→ What is needed: The first line of the entries below, the line containing "Self::default()", and every line between them should be repeated exactly, and nothing else.

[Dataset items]
:::
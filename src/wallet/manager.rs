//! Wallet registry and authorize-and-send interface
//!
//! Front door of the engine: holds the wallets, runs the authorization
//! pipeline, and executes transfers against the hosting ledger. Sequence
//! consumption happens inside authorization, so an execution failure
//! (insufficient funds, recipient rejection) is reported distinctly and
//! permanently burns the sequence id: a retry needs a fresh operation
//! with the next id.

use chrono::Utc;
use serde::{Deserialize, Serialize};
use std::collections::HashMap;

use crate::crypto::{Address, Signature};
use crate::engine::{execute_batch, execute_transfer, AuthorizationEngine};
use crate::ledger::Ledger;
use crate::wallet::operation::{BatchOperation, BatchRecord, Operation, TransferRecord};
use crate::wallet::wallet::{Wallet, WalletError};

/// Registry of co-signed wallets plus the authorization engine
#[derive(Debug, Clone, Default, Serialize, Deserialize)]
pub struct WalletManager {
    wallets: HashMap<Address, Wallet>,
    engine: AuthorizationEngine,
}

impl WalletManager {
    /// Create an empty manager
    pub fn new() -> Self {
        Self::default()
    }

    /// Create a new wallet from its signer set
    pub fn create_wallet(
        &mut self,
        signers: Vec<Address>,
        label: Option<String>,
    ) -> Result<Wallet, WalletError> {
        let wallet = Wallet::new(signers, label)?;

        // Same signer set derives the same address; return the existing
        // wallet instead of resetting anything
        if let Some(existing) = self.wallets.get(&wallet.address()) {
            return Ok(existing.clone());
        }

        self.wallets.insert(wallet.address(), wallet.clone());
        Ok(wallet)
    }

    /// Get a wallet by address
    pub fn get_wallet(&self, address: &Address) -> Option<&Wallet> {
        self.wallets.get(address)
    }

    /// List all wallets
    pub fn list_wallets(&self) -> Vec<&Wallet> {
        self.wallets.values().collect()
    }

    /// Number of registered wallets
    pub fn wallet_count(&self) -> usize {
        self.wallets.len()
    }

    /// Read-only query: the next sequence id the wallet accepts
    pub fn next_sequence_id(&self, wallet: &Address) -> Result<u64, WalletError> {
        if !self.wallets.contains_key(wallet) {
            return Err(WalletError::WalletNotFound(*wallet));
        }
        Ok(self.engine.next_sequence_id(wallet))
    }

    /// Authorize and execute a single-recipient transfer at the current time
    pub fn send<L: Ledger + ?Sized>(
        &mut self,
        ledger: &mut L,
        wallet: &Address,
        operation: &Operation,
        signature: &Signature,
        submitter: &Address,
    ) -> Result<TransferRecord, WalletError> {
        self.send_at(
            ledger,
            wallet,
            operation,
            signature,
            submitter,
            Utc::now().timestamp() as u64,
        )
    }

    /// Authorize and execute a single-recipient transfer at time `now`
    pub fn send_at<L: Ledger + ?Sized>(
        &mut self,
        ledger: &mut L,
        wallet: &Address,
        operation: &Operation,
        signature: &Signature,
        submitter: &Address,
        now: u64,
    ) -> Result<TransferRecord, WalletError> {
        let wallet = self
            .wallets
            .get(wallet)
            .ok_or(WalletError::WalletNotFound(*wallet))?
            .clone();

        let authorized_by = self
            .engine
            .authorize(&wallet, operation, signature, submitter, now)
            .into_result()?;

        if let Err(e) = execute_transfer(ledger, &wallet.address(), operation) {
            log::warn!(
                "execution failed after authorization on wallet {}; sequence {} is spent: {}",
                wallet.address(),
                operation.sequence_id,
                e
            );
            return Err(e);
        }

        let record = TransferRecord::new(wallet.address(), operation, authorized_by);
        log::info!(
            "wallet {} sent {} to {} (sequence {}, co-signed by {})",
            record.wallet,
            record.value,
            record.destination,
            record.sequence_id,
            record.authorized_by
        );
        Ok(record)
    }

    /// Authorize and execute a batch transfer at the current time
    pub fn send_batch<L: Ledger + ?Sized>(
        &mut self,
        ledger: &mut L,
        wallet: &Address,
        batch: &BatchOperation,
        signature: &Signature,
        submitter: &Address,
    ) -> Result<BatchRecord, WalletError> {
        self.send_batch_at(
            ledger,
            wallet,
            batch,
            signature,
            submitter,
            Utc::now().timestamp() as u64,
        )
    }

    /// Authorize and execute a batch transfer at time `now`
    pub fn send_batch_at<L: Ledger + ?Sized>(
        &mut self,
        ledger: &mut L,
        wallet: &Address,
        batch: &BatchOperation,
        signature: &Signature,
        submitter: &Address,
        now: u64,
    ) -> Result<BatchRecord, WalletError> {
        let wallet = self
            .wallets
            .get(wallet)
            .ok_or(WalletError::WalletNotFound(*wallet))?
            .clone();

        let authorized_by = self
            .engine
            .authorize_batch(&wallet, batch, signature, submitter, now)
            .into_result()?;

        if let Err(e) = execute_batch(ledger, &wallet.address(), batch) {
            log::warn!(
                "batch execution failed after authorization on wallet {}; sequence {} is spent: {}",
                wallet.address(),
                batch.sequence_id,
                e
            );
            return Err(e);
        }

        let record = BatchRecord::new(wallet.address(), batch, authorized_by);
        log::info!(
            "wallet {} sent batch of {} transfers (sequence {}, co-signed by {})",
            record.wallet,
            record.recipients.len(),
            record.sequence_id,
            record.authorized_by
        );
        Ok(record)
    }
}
:::
→ Answer for the task:
filename src/wallet/manager.rs
//! Wallet registry and authorize-and-send interface
//!
//! Front door of the engine: holds the wallets, runs the authorization
//! pipeline, and executes transfers against the hosting ledger. Sequence
//! consumption happens inside authorization, so an execution failure
//! (insufficient funds, recipient rejection) is reported distinctly and
//! permanently burns the sequence id: a retry needs a fresh operation
//! with the next id.

use chrono::Utc;
use serde::{Deserialize, Serialize};
use std::collections::HashMap;

use crate::crypto::{Address, Signature};
use crate::engine::{execute_batch, execute_transfer, AuthorizationEngine};
use crate::ledger::Ledger;
use crate::wallet::operation::{BatchOperation, BatchRecord, Operation, TransferRecord};
use crate::wallet::wallet::{Wallet, WalletError};

/// Registry of co-signed wallets plus the authorization engine
#[derive(Debug, Clone, Default, Serialize, Deserialize)]
pub struct WalletManager {
    wallets: HashMap<Address, Wallet>,
    engine: AuthorizationEngine,
}

impl WalletManager {
    /// Create an empty manager
    pub fn new() -> Self {
        Self::default()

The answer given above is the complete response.